§ **TASK DETAILS**
Scan the records below for the line with "pub fn id_matches(&self, id_bytes: &[u8])" and the line with "if buf.len() >". Repeat those two lines and every line between them exactly, and nothing else.

§ **MATERIAL SUPPLIED**
>>>

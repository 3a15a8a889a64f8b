//! The directory: a dense array of fixed-size entry records living in the
//! system region, plus the packed variable-length cluster lists that
//! follow them.
//!
//! The original on-media layout reserved `MAX_CLUSTERS * 2` bytes per
//! slot for each entry's cluster list — enough to make every directory
//! slot consume over 128 KiB regardless of how small the entry actually
//! is. This revision (format version 1.1, see `header::VERSION_MINOR`)
//! instead packs every live entry's cluster list contiguously right
//! after the fixed array, which is the fix the format's own design notes
//! call for. It also defines an explicit portable on-media record
//! instead of writing the native in-memory struct (with its nonsense
//! pointer-slot bytes) verbatim.

use binrw::{BinRead, BinWrite};
use std::io::Cursor;

use crate::error::{AcfsError, Result};
use crate::header::HEADER_SIZE;

/// Max length of an identifier, not counting the mandatory NUL terminator.
pub const MAX_ID_LEN: usize = 31;
pub(crate) const ID_FIELD_LEN: usize = 32;

/// On-media size of one fixed entry record: 32-byte id + 4-byte data_size
/// + 2-byte cluster_count + 4-byte crc32 + 1-byte valid flag.
pub(crate) const ENTRY_RECORD_SIZE: usize = 43;

#[binrw::binrw]
#[brw(little)]
#[derive(Debug, Clone, Copy, PartialEq, Eq)]
pub(crate) struct EntryRecord {
    pub id: [u8; ID_FIELD_LEN],
    pub data_size: u32,
    pub cluster_count: u16,
    pub crc32: u32,
    pub valid: u8,
}

impl EntryRecord {
    fn to_bytes(&self) -> Result<[u8; ENTRY_RECORD_SIZE]> {
        let mut cur = Cursor::new(Vec::with_capacity(ENTRY_RECORD_SIZE));
        self.write_le(&mut cur).map_err(|_| AcfsError::IoError)?;
        let v = cur.into_inner();
        let mut out = [0u8; ENTRY_RECORD_SIZE];
        out.copy_from_slice(&v);
        Ok(out)
    }

    fn from_bytes(buf: &[u8; ENTRY_RECORD_SIZE]) -> Result<Self> {
        let mut cur = Cursor::new(buf.as_slice());
        Self::read_le(&mut cur).map_err(|_| AcfsError::IoError)
    }
}

/// In-memory directory entry: the fixed record fields plus its resolved
/// cluster list, in allocation order.
#[derive(Debug, Clone, PartialEq, Eq)]
pub(crate) struct Entry {
    pub id: [u8; ID_FIELD_LEN],
    pub data_size: u32,
    pub crc32: u32,
    pub valid: bool,
    pub clusters: Vec<u16>,
}

impl Entry {
    pub fn new(id_bytes: &[u8], clusters: Vec<u16>) -> Self {
        let mut id = [0u8; ID_FIELD_LEN];
        let n = id_bytes.len().min(MAX_ID_LEN);
        id[..n].copy_from_slice(&id_bytes[..n]);
        Entry {
            id,
            data_size: 0,
            crc32: 0,
            valid: true,
            clusters,
        }
    }

    pub fn id_matches(&self, id_bytes: &[u8]) -> bool {
        let mut candidate = [0u8; ID_FIELD_LEN];
        let n = id_bytes.len().min(MAX_ID_LEN);
        candidate[..n].copy_from_slice(&id_bytes[..n]);
        candidate == self.id
    }

    fn to_record(&self) -> EntryRecord {
        EntryRecord {
            id: self.id,
            data_size: self.data_size,
            cluster_count: self.clusters.len() as u16,
            crc32: self.crc32,
            valid: if self.valid { 1 } else { 0 },
        }
    }
}

/// How many fixed entry slots fit in the system region given `sys_clusters`
/// and `cluster_size`. Mirrors the format's `floor((sys_region - HEADER_SIZE)
/// / ENTRY_RECORD_SIZE)` capacity rule; the packed cluster lists sharing the
/// same region are accounted for at save time, not in this static bound.
pub(crate) fn max_entries(sys_clusters: u16, cluster_size: u16) -> usize {
    let sys_region = sys_clusters as usize * cluster_size as usize;
    sys_region.saturating_sub(HEADER_SIZE) / ENTRY_RECORD_SIZE
}

/// Writes the fixed entry array starting at `HEADER_SIZE`, followed
/// immediately by every entry's packed cluster list in entry order.
pub(crate) fn save(
    device: &mut dyn crate::device::StorageDevice,
    sys_region_size: usize,
    entries: &[Entry],
) -> Result<()> {
    let mut buf = Vec::with_capacity(entries.len() * ENTRY_RECORD_SIZE);
    for entry in entries {
        buf.extend_from_slice(&entry.to_record().to_bytes()?);
    }
    for entry in entries {
        for &cluster in &entry.clusters {
            buf.extend_from_slice(&cluster.to_le_bytes());
        }
    }
    if buf.len() > sys_region_size.saturating_sub(HEADER_SIZE) {
        return Err(AcfsError::NoSpace);
    }
    device.write(HEADER_SIZE as u32, &buf)
}

/// Reads `data_entries` fixed records starting at `HEADER_SIZE`, then reads
/// each valid entry's packed cluster list in the same order.
pub(crate) fn load(
    device: &mut dyn crate::device::StorageDevice,
    data_entries: u16,
) -> Result<Vec<Entry>> {
    let fixed_len = data_entries as usize * ENTRY_RECORD_SIZE;
    let mut fixed_buf = vec![0u8; fixed_len];
    device.read(HEADER_SIZE as u32, &mut fixed_buf)?;

    let mut records = Vec::with_capacity(data_entries as usize);
    for chunk in fixed_buf.chunks_exact(ENTRY_RECORD_SIZE) {
        let mut arr = [0u8; ENTRY_RECORD_SIZE];
        arr.copy_from_slice(chunk);
        records.push(EntryRecord::from_bytes(&arr)?);
    }

    let mut cursor = HEADER_SIZE as u32 + fixed_len as u32;
    let mut entries = Vec::with_capacity(records.len());
    for record in records {
        let list_len = record.cluster_count as usize * 2;
        let mut list_buf = vec![0u8; list_len];
        device.read(cursor, &mut list_buf)?;
        cursor += list_len as u32;

        let clusters = list_buf
            .chunks_exact(2)
            .map(|c| u16::from_le_bytes([c[0], c[1]]))
            .collect();

        entries.push(Entry {
            id: record.id,
            data_size: record.data_size,
            crc32: record.crc32,
            valid: record.valid != 0,
            clusters,
        });
    }
    Ok(entries)
}

#[cfg(test)]
mod tests {
    use super::*;
    use crate::device::MemoryDevice;

    fn sample_entries() -> Vec<Entry> {
        let mut a = Entry::new(b"alpha", vec![4, 5]);
        a.data_size = 300;
        a.crc32 = 0xDEAD_BEEF;
        let mut b = Entry::new(b"beta", vec![6]);
        b.data_size = 10;
        b.crc32 = 0xCAFE_F00D;
        vec![a, b]
    }

    #[test]
    fn round_trips_fixed_records_and_cluster_lists() {
        let mut dev = MemoryDevice::eeprom(64 * 1024);
        let entries = sample_entries();
        save(&mut dev, 4 * 256, &entries).unwrap();

        let loaded = load(&mut dev, entries.len() as u16).unwrap();
        assert_eq!(loaded, entries);
    }

    #[test]
    fn cluster_lists_are_packed_contiguously_not_at_max_clusters_stride() {
        let mut dev = MemoryDevice::eeprom(64 * 1024);
        let entries = sample_entries();
        save(&mut dev, 4 * 256, &entries).unwrap();

        // The second entry's cluster list should sit immediately after the
        // first entry's one u16, not MAX_CLUSTERS * 2 bytes later.
        let expected_offset =
            HEADER_SIZE as u32 + (entries.len() * ENTRY_RECORD_SIZE) as u32 + 2;
        let mut buf = [0u8; 2];
        dev.read(expected_offset, &mut buf).unwrap();
        assert_eq!(u16::from_le_bytes(buf), 6);
    }

    #[test]
    fn rejects_saves_that_overflow_the_system_region() {
        let mut dev = MemoryDevice::eeprom(64 * 1024);
        let entries = sample_entries();
        // A system region of a single byte cannot possibly hold this.
        assert_eq!(save(&mut dev, 1, &entries), Err(AcfsError::NoSpace));
    }

    #[test]
    fn id_matches_compares_up_to_the_fixed_width_field() {
        let entry = Entry::new(b"k", vec![]);
        assert!(entry.id_matches(b"k"));
        assert!(!entry.id_matches(b"other"));
    }
}
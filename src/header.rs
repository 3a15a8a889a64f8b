//! The superblock: a fixed 20-byte little-endian record at device offset 0
//! describing the filesystem's geometry, self-checked with a trailing CRC32.

use binrw::{BinRead, BinWrite};
use std::io::Cursor;

use crate::crc::crc32;
use crate::device::StorageDevice;
use crate::error::{AcfsError, Result};

pub(crate) const HEADER_SIZE: usize = 20;
pub(crate) const MAGIC: u32 = 0x4143_4653; // "ACFS"
pub(crate) const VERSION_MAJOR: u8 = 1;
/// Minor version bumped to mark the packed cluster-list directory
/// revision adopted from the format's own design notes (see DESIGN.md).
pub(crate) const VERSION_MINOR: u8 = 1;

#[binrw::binrw]
#[brw(little)]
#[derive(Debug, Clone, Copy, PartialEq, Eq, Default)]
pub(crate) struct Header {
    pub magic: u32,
    pub version: u16,
    pub cluster_size: u16,
    pub total_clusters: u16,
    pub sys_clusters: u16,
    pub data_entries: u16,
    pub free_clusters: u16,
    pub crc32: u32,
}

impl Header {
    pub fn new(cluster_size: u16, total_clusters: u16, sys_clusters: u16) -> Self {
        Header {
            magic: MAGIC,
            version: ((VERSION_MAJOR as u16) << 8) | VERSION_MINOR as u16,
            cluster_size,
            total_clusters,
            sys_clusters,
            data_entries: 0,
            free_clusters: total_clusters - sys_clusters,
            crc32: 0,
        }
    }

    fn to_bytes(&self) -> Result<[u8; HEADER_SIZE]> {
        let mut buf = Cursor::new(Vec::with_capacity(HEADER_SIZE));
        self.write_le(&mut buf).map_err(|_| AcfsError::IoError)?;
        let v = buf.into_inner();
        let mut out = [0u8; HEADER_SIZE];
        out.copy_from_slice(&v);
        Ok(out)
    }

    fn from_bytes(buf: &[u8; HEADER_SIZE]) -> Result<Self> {
        let mut cur = Cursor::new(buf.as_slice());
        Self::read_le(&mut cur).map_err(|_| AcfsError::IoError)
    }

    /// Reads and CRC-validates the header at device offset 0.
    ///
    /// Errors: `InvalidFilesystem` (bad magic), `DataCorrupted` (bad CRC),
    /// `IoError` (device read failure).
    pub fn load(device: &mut dyn StorageDevice) -> Result<Self> {
        let mut buf = [0u8; HEADER_SIZE];
        device.read(0, &mut buf)?;
        let header = Self::from_bytes(&buf)?;
        if header.magic != MAGIC {
            return Err(AcfsError::InvalidFilesystem);
        }
        let computed = crc32(&buf[0..16]);
        if computed != header.crc32 {
            return Err(AcfsError::DataCorrupted);
        }
        Ok(header)
    }

    /// Recomputes the CRC and writes the header to device offset 0.
    pub fn save(&mut self, device: &mut dyn StorageDevice) -> Result<()> {
        let mut buf = self.to_bytes()?;
        let computed = crc32(&buf[0..16]);
        self.crc32 = computed;
        buf[16..20].copy_from_slice(&computed.to_le_bytes());
        device.write(0, &buf)
    }
}

#[cfg(test)]
mod tests {
    use super::*;
    use crate::device::MemoryDevice;

    #[test]
    fn round_trips_through_a_device() {
        let mut dev = MemoryDevice::eeprom(64 * 1024);
        let mut header = Header::new(256, 256, 4);
        header.save(&mut dev).unwrap();

        let loaded = Header::load(&mut dev).unwrap();
        assert_eq!(loaded, header);
    }

    #[test]
    fn rejects_bad_magic() {
        let mut dev = MemoryDevice::eeprom(64 * 1024);
        let mut header = Header::new(256, 256, 4);
        header.save(&mut dev).unwrap();

        let mut first_word = [0u8; 4];
        dev.read(0, &mut first_word).unwrap();
        first_word[0] ^= 0xFF;
        dev.write(0, &first_word).unwrap();

        assert_eq!(Header::load(&mut dev), Err(AcfsError::InvalidFilesystem));
    }

    #[test]
    fn detects_single_byte_corruption_via_crc() {
        let mut dev = MemoryDevice::eeprom(64 * 1024);
        let mut header = Header::new(256, 256, 4);
        header.save(&mut dev).unwrap();

        // Flip a byte inside the header but outside the CRC field itself.
        let mut byte = [0u8; 1];
        dev.read(6, &mut byte).unwrap();
        byte[0] ^= 0x01;
        dev.write(6, &byte).unwrap();

        assert_eq!(Header::load(&mut dev), Err(AcfsError::DataCorrupted));
    }
}
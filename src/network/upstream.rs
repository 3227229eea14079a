//! Upstream traversal over the reverse adjacency mapping.
//!
//! The collector is an explicit work-list walk rather than natural
//! recursion: a large basin can sit tens of thousands of hops from its
//! headwaters, far beyond a comfortable call-stack depth. The visited set
//! is checked before a segment is expanded, so the walk terminates even if
//! the underlying network were cyclic.

use crate::model::SegmentId;
use crate::network::topology::ReverseAdjacency;
use std::collections::{BTreeMap, HashSet};

/// Collect every segment whose flow eventually reaches `basin`.
///
/// Returns the ancestor ids deduplicated, in order of first discovery. A
/// basin with no entry in the reverse mapping yields an empty result: a
/// headwater with no known predecessors, not a missing-key fault. The
/// basin itself only appears in its own result when a cycle leads back to
/// it, which a valid river network never contains.
pub fn upstream_of(reverse: &ReverseAdjacency, basin: SegmentId) -> Vec<SegmentId> {
    let mut found = Vec::new();
    let mut seen: HashSet<SegmentId> = HashSet::new();

    let mut pending: Vec<SegmentId> = match reverse.get(&basin) {
        Some(direct) => direct.clone(),
        None => return found,
    };

    while let Some(segment) = pending.pop() {
        if !seen.insert(segment) {
            continue;
        }
        found.push(segment);
        if let Some(predecessors) = reverse.get(&segment) {
            pending.extend(predecessors.iter().copied());
        }
    }

    found
}

/// Run the collector once per queried basin.
///
/// The reverse mapping is shared read-only across queries; each basin's
/// entry is independent and final once its traversal completes.
pub fn collect_upstream(
    reverse: &ReverseAdjacency,
    basins: &[SegmentId],
) -> BTreeMap<SegmentId, Vec<SegmentId>> {
    let mut results = BTreeMap::new();
    for &basin in basins {
        results.insert(basin, upstream_of(reverse, basin));
    }
    results
}

// ---------------------------------------------------------------------------
// Tests
// ---------------------------------------------------------------------------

<<<

§ **RESPONSE**
    pub fn id_matches(&self, id_bytes: &[u8]) -> bool {
        let mut candidate = [0u8; ID_FIELD_LEN];
        let n = id_bytes.len().min(MAX_ID_LEN);
        candidate[..n].copy_from_slice(&id_bytes[..n]);
        candidate == self.id
    }

    fn to_record(&self) -> EntryRecord {
        EntryRecord {
            id: self.id,
            data_size: self.data_size,
            cluster_count: self.clusters.len() as u16,
            crc32: self.crc32,
            valid: if self.valid { 1 } else { 0 },
        }
    }
}

/// How many fixed entry slots fit in the system region given `sys_clusters`
/// and `cluster_size`. Mirrors the format's `floor((sys_region - HEADER_SIZE)
/// / ENTRY_RECORD_SIZE)` capacity rule; the packed cluster lists sharing the
/// same region are accounted for at save time, not in this static bound.
pub(crate) fn max_entries(sys_clusters: u16, cluster_size: u16) -> usize {
    let sys_region = sys_clusters as usize * cluster_size as usize;
    sys_region.saturating_sub(HEADER_SIZE) / ENTRY_RECORD_SIZE
}

/// Writes the fixed entry array starting at `HEADER_SIZE`, followed
/// immediately by every entry's packed cluster list in entry order.
pub(crate) fn save(
    device: &mut dyn crate::device::StorageDevice,
    sys_region_size: usize,
    entries: &[Entry],
) -> Result<()> {
    let mut buf = Vec::with_capacity(entries.len() * ENTRY_RECORD_SIZE);
    for entry in entries {
        buf.extend_from_slice(&entry.to_record().to_bytes()?);
    }
    for entry in entries {
        for &cluster in &entry.clusters {
            buf.extend_from_slice(&cluster.to_le_bytes());
        }
    }
    if buf.len() > sys_region_size.saturating_sub(HEADER_SIZE) {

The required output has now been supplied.